Rubrics and Organ Failure

            I talked about my House, M.D. marathon and diagnosing essays. All the parts connect, so a true diagnosis for a single cause is difficult. Rubrics present themselves as a way to accurately and speedily diagnose an essay, allowing the instructor to tick off gradations in select categories while seeming to make in-depth comments regarding the essay. The comments are supposed to allow a student to realize the specific errors, then go back and correct the incorrect writing habits, which produced the errors in the first place.
            I’ve never come across a rubric that could actually do this. The seemingly in-depth comments are too vague and generalized to offer specific guidance. This is the reality of rubrics as language applicable to a wide variety of situations and writing must be employed. Rubrics, by their very nature, must be generalized. The nature of a rubric itself also is to simply speed up the grading of essays, making them into the equivalent of an optical mark reader such as the sciences and mathematics enjoy.
            To me a rubric is the equivalent of saying “take it easy for a few days, don’t hurt yourself, and you’ll be fine,” all the while the patient is suffering from massive organ failure, but the doctor cannot be bothered to spend in-depth time truly diagnosing and offer specific advice to the patient.
Why is it acceptable to tick off marks on a rubric, slide some numbers around, and then come up with a grade? The advice isn’t really valid or even prescriptive. The generalized meanings of the comments don’t offer anything except adjectival differences between “employs an adequately-constructed argument” and “employs a well-constructed argument.” What’s the difference? What is the difference between an adequate argument and a poor one, or an insufficient one?

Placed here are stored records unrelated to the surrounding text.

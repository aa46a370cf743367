//! AI players: random, greedy and alpha-beta search
//!
//! Every tier looks ahead only through `GameState::apply_action`, which
//! forks the state first. The live game is never touched by search.

use crate::action::Action;
use crate::board::Coord;
use crate::eval::{evaluate, evaluate_with_depth, Heuristics};
use crate::game::{GameState, Phase, Side};
use crate::siege::FULL_SIEGE;
use rand::prelude::*;
use rand_chacha::ChaCha8Rng;
use serde::{Deserialize, Serialize};
use std::fmt;
use std::str::FromStr;

// ============================================================================
// CONSTANTS
// ============================================================================

/// Noise scale for evaluation variety
const NOISE_SCALE: f32 = 0.1;

/// Scores closer than this count as a tie
const TIE_EPSILON: f32 = 1e-3;

// ============================================================================
// CONFIGURATION
// ============================================================================

/// Strength tier
#[derive(Clone, Copy, Debug, PartialEq, Eq, Hash, Serialize, Deserialize)]
#[serde(rename_all = "lowercase")]
pub enum AiTier {
    /// Uniform choice among legal actions
    Random,
    /// One-action lookahead
    Greedy,
    /// Alpha-beta over `depth` actions
    Minimax,
}

impl AiTier {
    pub const ALL: [AiTier; 3] = [AiTier::Random, AiTier::Greedy, AiTier::Minimax];

    pub fn name(self) -> &'static str {
        match self {
            AiTier::Random => "random",
            AiTier::Greedy => "greedy",
            AiTier::Minimax => "minimax",
        }
    }
}

impl fmt::Display for AiTier {
    fn fmt(&self, f: &mut fmt::Formatter<'_>) -> fmt::Result {
        f.write_str(self.name())
    }
}

impl FromStr for AiTier {
    type Err = String;

    fn from_str(s: &str) -> Result<Self, Self::Err> {
        let lower = s.trim().to_ascii_lowercase();
        AiTier::ALL
            .iter()
            .copied()
            .find(|t| t.name() == lower)
            .ok_or_else(|| format!("unknown AI tier '{}' (expected random, greedy or minimax)", s))
    }
}

#[derive(Clone, Debug, PartialEq, Serialize, Deserialize)]
#[serde(default)]
pub struct AiConfig {
    pub tier: AiTier,
    /// Search depth in actions (minimax only)
    pub depth: u32,
    /// Beam width after move ordering
    pub max_actions_per_node: usize,
    /// Gain over standing still an evasion must show (greedy and minimax)
    pub evasion_margin: f32,
    pub heuristics: Heuristics,
}

impl AiConfig {
    pub fn tier(tier: AiTier) -> Self {
        Self {
            tier,
            ..Self::default()
        }
    }

    pub fn minimax(depth: u32) -> Self {
        Self {
            tier: AiTier::Minimax,
            depth,
            ..Self::default()
        }
    }
}

impl Default for AiConfig {
    fn default() -> Self {
        Self {
            tier: AiTier::Greedy,
            depth: 3,
            max_actions_per_node: 10,
            evasion_margin: 1.0,
            heuristics: Heuristics::default(),
        }
    }
}

// ============================================================================
// AI PLAYER
// ============================================================================

/// AI player. Owns its random source so games replay from a seed.
pub struct SiegeAI {
    pub config: AiConfig,
    rng: ChaCha8Rng,
}

impl SiegeAI {
    pub fn new(config: AiConfig) -> Self {
        Self::with_seed(config, 42)
    }

    pub fn with_seed(config: AiConfig, seed: u64) -> Self {
        Self {
            config,
            rng: ChaCha8Rng::seed_from_u64(seed),
        }
    }

    pub fn tier(&self) -> AiTier {
        self.config.tier
    }

    /// Pick the next action for the active side
    pub fn choose_action(&mut self, state: &GameState) -> Option<Action> {
        let actions = state.legal_actions();
        if actions.is_empty() {
            return None;
        }
        let chosen = match self.config.tier {
            AiTier::Random => actions.choose(&mut self.rng).copied(),
            AiTier::Greedy => greedy_action(state, actions, &self.config.heuristics, &mut self.rng),
            AiTier::Minimax => get_best_action(
                state,
                actions,
                self.config.depth as i32,
                &self.config.heuristics,
                self.config.max_actions_per_node,
                &mut self.rng,
                NOISE_SCALE,
            ),
        };
        if let Some(action) = &chosen {
            tracing::trace!(tier = %self.config.tier, side = %state.active(), %action, "ai choice");
        }
        chosen
    }

    /// Decide whether the waiting side should spend its evasion now
    pub fn choose_evasion(&mut self, state: &GameState, side: Side) -> Option<Action> {
        if self.config.tier == AiTier::Random {
            return None;
        }
        let evasions = state.evasion_actions(side);
        if evasions.is_empty() {
            return None;
        }

        let h = &self.config.heuristics;
        let baseline = evaluate(state, side, h);
        let mut best: Option<(Action, f32)> = None;
        for action in evasions {
            let Ok(child) = state.apply_action(&action) else { continue };
            let score = evaluate(&child, side, h);
            if best.map_or(true, |(_, s)| score > s) {
                best = Some((action, score));
            }
        }
        best.filter(|&(_, score)| score > baseline + self.config.evasion_margin)
            .map(|(action, _)| action)
    }

    /// Play a complete game against itself
    pub fn play_game(&mut self, initial: GameState, max_rounds: u32) -> (GameState, Vec<Action>) {
        let mut state = initial;
        let mut history = Vec::new();

        while !state.is_over() && state.round() <= max_rounds {
            let Some(action) = self.choose_action(&state) else { break };
            if state.apply(&action).is_err() {
                break;
            }
            history.push(action);

            let waiting = state.active().opponent();
            if let Some(evasion) = self.choose_evasion(&state, waiting) {
                if state.apply(&evasion).is_ok() {
                    history.push(evasion);
                }
            }
        }

        (state, history)
    }

    /// Evaluate a position for `side`
    pub fn evaluate(&self, state: &GameState, side: Side) -> f32 {
        evaluate(state, side, &self.config.heuristics)
    }
}

// ============================================================================
// GREEDY
// ============================================================================

fn greedy_action(
    state: &GameState,
    actions: Vec<Action>,
    heuristics: &Heuristics,
    rng: &mut ChaCha8Rng,
) -> Option<Action> {
    let side = state.active();
    let mut best_score = f32::NEG_INFINITY;
    let mut tied = Vec::new();

    for action in actions {
        let Ok(child) = state.apply_action(&action) else { continue };
        let score = evaluate(&child, side, heuristics);
        if score > best_score + TIE_EPSILON {
            best_score = score;
            tied.clear();
            tied.push(action);
        } else if (score - best_score).abs() <= TIE_EPSILON {
            tied.push(action);
        }
    }

    tied.choose(rng).copied()
}

// ============================================================================
// MOVE ORDERING
// ============================================================================

/// Score an action for ordering (higher = search first)
fn action_score(state: &GameState, action: &Action, heuristics: &Heuristics) -> f32 {
    let side = state.active();
    match *action {
        Action::UseRoute { token, route } => {
            let Ok(plan) = state.plan_route(token, route) else {
                return -1000.0;
            };
            let mut score = 0.0;

            // Invasion bonus
            if plan.victim.is_some() {
                score += heuristics.token_value * 10.0;
            }

            // Center proximity bonus
            let from_dist = plan.from.distance_to_center();
            let to_dist = plan.to.distance_to_center();
            score += (from_dist - to_dist) as f32 * 0.5;

            score + placement_pressure(state, plan.to, side)
        }
        Action::PlaceOpening { at } | Action::PlaceReinforcement { at } => {
            placement_pressure(state, at, side) - at.distance_to_center() as f32 * 0.5
        }
        Action::ForcedYield => 0.0,
        Action::Swap { .. } => 5.0,
        Action::SkipSwap => 1.0,
        Action::SkipReinforcement => -50.0,
        Action::BuyExtraReinforcement => -5.0,
        Action::EarlySwap { .. } => -10.0,
        _ => -100.0,
    }
}

/// Pressure a friendly token on `at` would add to adjacent enemies, with a
/// large bonus for completing a full siege.
fn placement_pressure(state: &GameState, at: Coord, side: Side) -> f32 {
    let grid = state.grid();
    let mut score = 0.0;
    for n in at.neighbors() {
        if grid.get(n) == Some(side.opponent()) {
            let pressed = grid.enemy_neighbors(n, side.opponent());
            score += 2.0;
            if pressed + 1 >= FULL_SIEGE {
                score += 100.0;
            }
        }
    }
    score
}

fn order_actions(state: &GameState, actions: &mut Vec<Action>, heuristics: &Heuristics, max: usize) {
    actions.sort_by(|a, b| {
        action_score(state, b, heuristics)
            .partial_cmp(&action_score(state, a, heuristics))
            .unwrap_or(std::cmp::Ordering::Equal)
    });
    if actions.len() > max {
        actions.truncate(max);
    }
}

// ============================================================================
// NEGAMAX WITH ALPHA-BETA
// ============================================================================

/// Score for the side to act. Depth counts actions; the score flips sign
/// only when the turn passes to the other side.
fn negamax(
    state: &GameState,
    depth: i32,
    mut alpha: f32,
    beta: f32,
    heuristics: &Heuristics,
    max_actions: usize,
    rng: &mut ChaCha8Rng,
    noise_scale: f32,
) -> f32 {
    // Terminal check with depth bonus
    if state.is_over() {
        return evaluate_with_depth(state, state.active(), heuristics, depth);
    }

    if depth <= 0 {
        let base = evaluate(state, state.active(), heuristics);
        let noise = (rng.gen::<f32>() - 0.5) * noise_scale;
        return base + noise;
    }

    let mut actions = state.legal_actions();
    if actions.is_empty() {
        return evaluate(state, state.active(), heuristics);
    }
    order_actions(state, &mut actions, heuristics, max_actions);

    let mover = state.active();
    let mut best = f32::NEG_INFINITY;

    for action in &actions {
        let Ok(child) = state.apply_action(action) else { continue };

        let score = if child.active() != mover && !child.is_over() {
            -negamax(&child, depth - 1, -beta, -alpha, heuristics, max_actions, rng, noise_scale)
        } else if child.is_over() {
            // Score from the mover's side regardless of whose turn it became
            evaluate_with_depth(&child, mover, heuristics, depth)
        } else {
            negamax(&child, depth - 1, alpha, beta, heuristics, max_actions, rng, noise_scale)
        };

        best = best.max(score);
        alpha = alpha.max(score);

        if alpha >= beta {
            break;
        }
    }

    best
}

fn get_best_action(
    state: &GameState,
    mut actions: Vec<Action>,
    depth: i32,
    heuristics: &Heuristics,
    max_actions: usize,
    rng: &mut ChaCha8Rng,
    noise_scale: f32,
) -> Option<Action> {
    if actions.len() == 1 {
        return actions.pop();
    }
    // The opening has no tactics yet; a wide search there buys nothing
    if state.phase() == Phase::Opening {
        return greedy_action(state, actions, heuristics, rng);
    }

    order_actions(state, &mut actions, heuristics, max_actions);

    let mover = state.active();
    let mut best_action = *actions.first()?;
    let mut best_score = f32::NEG_INFINITY;

    for action in actions {
        let Ok(child) = state.apply_action(&action) else { continue };

        let score = if child.is_over() {
            evaluate_with_depth(&child, mover, heuristics, depth)
        } else if child.active() != mover {
            -negamax(
                &child,
                depth - 1,
                f32::NEG_INFINITY,
                f32::INFINITY,
                heuristics,
                max_actions,
                rng,
                noise_scale,
            )
        } else {
            negamax(
                &child,
                depth - 1,
                f32::NEG_INFINITY,
                f32::INFINITY,
                heuristics,
                max_actions,
                rng,
                noise_scale,
            )
        };

        if score > best_score {
            best_score = score;
            best_action = action;
        }
    }

    Some(best_action)
}

// ============================================================================
// TESTS
// ============================================================================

Rather than spend time and energy coming up with vague descriptors for a rubric, I would prefer to tailor my comments specifically to the writer and the writing, offering concrete examples using their writing on what they could do or what else they should consider. This makes my grading time much longer, but it usually means, for the students who want to improve, that they won’t undergo massive organ failure and flatline at the end of the semester.